▸ **Your instructions**:
Return each line of the records below in which the string "ContactDirectory" turns up.

▸ **Supplied records**:
- - - - -

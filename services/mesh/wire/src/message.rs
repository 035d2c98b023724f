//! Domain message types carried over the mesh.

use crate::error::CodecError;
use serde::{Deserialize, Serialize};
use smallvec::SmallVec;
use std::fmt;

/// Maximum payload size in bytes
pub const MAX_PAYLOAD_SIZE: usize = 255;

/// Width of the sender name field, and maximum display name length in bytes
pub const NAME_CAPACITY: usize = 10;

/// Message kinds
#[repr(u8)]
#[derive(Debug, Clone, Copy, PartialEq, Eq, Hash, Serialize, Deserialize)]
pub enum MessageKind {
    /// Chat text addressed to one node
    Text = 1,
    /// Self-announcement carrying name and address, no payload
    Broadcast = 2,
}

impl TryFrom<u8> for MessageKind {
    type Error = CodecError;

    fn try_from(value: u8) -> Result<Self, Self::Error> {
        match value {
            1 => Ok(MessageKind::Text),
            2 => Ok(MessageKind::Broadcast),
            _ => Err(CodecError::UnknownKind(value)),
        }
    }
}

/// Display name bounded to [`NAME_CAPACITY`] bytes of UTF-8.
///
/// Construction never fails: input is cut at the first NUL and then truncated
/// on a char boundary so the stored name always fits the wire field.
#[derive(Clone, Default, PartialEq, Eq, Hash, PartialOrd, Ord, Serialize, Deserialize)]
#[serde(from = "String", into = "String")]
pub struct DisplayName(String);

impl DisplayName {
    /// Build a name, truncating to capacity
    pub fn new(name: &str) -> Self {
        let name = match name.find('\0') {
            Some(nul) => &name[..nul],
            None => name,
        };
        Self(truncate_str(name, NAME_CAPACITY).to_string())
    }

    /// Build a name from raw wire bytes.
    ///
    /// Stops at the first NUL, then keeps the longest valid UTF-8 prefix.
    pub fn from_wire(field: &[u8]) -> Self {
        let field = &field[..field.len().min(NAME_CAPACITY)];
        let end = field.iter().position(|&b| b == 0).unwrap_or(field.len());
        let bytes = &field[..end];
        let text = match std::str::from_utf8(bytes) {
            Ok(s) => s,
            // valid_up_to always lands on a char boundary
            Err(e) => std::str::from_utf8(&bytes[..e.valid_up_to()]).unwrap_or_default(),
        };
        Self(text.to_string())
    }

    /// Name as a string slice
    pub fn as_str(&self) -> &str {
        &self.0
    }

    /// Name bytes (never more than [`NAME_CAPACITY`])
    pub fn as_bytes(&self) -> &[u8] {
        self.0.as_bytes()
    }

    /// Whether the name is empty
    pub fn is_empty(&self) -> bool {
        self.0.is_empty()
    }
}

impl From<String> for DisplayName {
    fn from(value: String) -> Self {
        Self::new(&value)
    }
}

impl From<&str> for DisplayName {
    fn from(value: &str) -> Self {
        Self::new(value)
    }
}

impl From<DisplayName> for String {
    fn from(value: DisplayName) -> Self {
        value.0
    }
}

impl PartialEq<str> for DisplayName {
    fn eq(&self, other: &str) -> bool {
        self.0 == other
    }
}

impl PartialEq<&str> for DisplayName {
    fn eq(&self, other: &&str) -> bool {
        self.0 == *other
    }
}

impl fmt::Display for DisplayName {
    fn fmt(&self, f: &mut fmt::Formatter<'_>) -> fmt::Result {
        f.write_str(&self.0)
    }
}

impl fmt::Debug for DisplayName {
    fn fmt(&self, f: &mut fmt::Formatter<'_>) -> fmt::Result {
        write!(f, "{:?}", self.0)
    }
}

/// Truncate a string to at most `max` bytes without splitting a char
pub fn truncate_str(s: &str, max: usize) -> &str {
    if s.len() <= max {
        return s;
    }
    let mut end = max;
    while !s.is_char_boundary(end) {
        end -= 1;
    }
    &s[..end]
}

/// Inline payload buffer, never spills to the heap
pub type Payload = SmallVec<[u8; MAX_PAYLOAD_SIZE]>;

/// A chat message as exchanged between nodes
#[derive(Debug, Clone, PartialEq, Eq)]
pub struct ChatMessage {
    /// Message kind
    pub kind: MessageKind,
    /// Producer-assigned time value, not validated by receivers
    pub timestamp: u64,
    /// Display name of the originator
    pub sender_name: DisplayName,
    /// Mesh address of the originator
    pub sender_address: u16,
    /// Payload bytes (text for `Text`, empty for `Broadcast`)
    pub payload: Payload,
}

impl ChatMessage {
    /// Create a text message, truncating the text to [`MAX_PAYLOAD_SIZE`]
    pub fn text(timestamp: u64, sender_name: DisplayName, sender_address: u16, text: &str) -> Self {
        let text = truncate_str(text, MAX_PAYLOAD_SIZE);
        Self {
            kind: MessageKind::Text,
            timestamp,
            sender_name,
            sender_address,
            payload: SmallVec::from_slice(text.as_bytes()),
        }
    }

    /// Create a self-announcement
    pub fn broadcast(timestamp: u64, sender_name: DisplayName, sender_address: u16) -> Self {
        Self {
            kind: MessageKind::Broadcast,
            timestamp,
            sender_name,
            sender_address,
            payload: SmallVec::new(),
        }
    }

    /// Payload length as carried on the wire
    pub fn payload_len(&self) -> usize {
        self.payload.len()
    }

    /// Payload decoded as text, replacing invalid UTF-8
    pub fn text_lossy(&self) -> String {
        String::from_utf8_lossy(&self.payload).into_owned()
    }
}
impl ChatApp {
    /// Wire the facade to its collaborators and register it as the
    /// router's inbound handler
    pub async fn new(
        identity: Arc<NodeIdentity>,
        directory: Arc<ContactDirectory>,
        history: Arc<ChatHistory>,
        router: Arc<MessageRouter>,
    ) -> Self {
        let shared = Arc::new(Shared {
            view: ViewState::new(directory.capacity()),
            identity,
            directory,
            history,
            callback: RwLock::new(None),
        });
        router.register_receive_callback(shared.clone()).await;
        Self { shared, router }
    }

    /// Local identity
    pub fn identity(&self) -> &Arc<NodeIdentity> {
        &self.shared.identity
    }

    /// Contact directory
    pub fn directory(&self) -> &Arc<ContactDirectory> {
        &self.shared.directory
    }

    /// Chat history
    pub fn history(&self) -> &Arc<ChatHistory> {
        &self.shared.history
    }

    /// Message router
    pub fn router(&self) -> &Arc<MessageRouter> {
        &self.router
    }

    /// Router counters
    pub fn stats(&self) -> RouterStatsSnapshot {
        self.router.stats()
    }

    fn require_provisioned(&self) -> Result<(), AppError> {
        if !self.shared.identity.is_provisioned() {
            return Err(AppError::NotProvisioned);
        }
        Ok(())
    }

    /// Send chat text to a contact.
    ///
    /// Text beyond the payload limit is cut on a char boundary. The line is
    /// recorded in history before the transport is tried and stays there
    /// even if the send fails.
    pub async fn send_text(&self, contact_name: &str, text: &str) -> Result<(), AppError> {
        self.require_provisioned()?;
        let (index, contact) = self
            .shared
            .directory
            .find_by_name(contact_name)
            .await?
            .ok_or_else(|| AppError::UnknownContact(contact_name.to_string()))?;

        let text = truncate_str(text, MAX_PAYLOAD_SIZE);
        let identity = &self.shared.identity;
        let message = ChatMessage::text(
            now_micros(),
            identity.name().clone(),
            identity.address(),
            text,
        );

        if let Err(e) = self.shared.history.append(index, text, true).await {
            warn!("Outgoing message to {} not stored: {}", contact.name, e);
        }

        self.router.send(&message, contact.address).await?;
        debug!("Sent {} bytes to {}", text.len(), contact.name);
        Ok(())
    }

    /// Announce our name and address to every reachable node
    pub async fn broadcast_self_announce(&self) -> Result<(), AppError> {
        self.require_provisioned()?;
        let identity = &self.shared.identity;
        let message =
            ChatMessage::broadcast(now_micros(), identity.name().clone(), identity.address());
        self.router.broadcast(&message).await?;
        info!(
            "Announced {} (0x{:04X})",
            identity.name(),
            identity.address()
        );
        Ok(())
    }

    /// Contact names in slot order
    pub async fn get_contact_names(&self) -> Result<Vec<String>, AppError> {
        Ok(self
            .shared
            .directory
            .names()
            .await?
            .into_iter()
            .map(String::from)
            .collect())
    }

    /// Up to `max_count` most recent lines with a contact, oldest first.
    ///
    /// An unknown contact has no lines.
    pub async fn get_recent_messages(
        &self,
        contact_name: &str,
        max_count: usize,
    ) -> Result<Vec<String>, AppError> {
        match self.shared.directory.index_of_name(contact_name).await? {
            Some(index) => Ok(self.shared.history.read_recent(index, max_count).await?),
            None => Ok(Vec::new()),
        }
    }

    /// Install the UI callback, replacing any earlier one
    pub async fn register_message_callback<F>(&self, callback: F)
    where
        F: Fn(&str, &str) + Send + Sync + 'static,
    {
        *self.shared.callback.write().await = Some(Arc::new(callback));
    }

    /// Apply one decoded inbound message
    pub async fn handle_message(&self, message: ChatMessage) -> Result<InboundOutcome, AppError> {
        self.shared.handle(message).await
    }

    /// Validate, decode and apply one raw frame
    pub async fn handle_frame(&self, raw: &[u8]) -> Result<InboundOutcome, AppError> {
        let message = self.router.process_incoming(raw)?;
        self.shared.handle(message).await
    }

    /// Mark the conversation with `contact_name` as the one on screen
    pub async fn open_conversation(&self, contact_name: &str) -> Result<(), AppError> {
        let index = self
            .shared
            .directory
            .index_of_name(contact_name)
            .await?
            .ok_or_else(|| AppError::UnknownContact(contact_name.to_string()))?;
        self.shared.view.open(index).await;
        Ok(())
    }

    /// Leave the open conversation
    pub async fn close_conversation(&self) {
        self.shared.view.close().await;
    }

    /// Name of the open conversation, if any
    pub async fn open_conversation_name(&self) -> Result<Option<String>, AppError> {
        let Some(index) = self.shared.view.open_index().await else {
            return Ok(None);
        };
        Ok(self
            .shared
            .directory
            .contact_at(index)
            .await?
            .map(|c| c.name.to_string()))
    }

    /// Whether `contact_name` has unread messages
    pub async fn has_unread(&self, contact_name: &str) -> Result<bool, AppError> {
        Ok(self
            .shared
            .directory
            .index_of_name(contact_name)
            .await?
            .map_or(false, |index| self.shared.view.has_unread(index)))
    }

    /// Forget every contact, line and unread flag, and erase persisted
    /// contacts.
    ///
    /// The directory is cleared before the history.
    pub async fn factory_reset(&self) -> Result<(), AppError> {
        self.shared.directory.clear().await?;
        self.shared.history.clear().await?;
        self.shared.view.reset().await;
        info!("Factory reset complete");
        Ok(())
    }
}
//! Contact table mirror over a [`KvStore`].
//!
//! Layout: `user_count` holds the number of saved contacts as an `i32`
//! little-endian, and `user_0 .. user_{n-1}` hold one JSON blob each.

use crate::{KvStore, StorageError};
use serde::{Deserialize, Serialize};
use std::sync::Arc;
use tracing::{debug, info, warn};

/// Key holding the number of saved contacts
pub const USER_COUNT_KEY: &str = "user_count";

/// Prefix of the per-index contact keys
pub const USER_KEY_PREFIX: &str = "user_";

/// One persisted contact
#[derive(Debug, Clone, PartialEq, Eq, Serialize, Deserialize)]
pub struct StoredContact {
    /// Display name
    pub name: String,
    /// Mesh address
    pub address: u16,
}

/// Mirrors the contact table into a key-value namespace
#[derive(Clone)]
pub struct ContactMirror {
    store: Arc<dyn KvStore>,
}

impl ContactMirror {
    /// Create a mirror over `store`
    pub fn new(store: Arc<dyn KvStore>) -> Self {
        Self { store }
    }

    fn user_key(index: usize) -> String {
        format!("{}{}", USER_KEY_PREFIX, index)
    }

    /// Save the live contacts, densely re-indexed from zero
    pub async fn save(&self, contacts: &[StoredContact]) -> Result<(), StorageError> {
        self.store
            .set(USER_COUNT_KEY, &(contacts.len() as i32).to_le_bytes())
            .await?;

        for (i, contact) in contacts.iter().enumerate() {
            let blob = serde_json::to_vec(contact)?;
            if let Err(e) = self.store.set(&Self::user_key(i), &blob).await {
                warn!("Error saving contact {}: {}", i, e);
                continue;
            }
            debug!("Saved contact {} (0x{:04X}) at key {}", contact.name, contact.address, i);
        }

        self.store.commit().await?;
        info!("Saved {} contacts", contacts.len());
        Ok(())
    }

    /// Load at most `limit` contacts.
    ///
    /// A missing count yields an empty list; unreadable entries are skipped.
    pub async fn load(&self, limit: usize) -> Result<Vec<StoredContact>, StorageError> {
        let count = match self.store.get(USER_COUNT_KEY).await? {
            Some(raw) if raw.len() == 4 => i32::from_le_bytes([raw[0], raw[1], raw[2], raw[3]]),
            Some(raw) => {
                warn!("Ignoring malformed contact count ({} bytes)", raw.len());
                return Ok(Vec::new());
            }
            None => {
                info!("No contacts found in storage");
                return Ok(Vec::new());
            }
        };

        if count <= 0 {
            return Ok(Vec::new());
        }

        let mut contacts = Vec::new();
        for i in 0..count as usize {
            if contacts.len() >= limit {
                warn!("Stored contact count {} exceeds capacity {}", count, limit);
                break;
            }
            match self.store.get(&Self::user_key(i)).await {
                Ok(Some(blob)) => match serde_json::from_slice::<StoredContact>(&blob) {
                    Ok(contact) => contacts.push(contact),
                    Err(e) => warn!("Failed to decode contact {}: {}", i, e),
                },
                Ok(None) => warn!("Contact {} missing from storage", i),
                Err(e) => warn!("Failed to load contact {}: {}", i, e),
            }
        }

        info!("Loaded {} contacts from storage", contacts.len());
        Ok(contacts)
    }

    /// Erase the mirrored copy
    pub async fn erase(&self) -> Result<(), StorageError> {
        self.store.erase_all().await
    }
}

- - - - -

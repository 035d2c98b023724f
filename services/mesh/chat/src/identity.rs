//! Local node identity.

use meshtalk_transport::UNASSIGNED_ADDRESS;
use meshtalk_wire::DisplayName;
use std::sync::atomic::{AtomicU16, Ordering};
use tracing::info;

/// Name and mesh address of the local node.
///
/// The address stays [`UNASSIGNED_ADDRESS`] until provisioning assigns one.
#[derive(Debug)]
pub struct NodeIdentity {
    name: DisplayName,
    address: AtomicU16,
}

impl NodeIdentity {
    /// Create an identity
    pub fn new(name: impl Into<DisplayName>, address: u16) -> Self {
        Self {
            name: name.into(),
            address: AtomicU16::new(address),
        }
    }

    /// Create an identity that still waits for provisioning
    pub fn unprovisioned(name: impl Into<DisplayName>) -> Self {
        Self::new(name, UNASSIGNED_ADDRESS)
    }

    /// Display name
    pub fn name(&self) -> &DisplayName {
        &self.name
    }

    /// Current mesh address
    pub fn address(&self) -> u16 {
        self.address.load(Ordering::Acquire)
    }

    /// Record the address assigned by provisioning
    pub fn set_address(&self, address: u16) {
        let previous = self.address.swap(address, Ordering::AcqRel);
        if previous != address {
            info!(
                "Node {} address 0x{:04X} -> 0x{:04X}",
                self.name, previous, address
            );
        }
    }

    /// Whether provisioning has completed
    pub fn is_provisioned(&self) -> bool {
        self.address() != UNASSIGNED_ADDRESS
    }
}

- - - - -

▸ **Response to the exercise**:
        directory: Arc<ContactDirectory>,
    pub fn directory(&self) -> &Arc<ContactDirectory> {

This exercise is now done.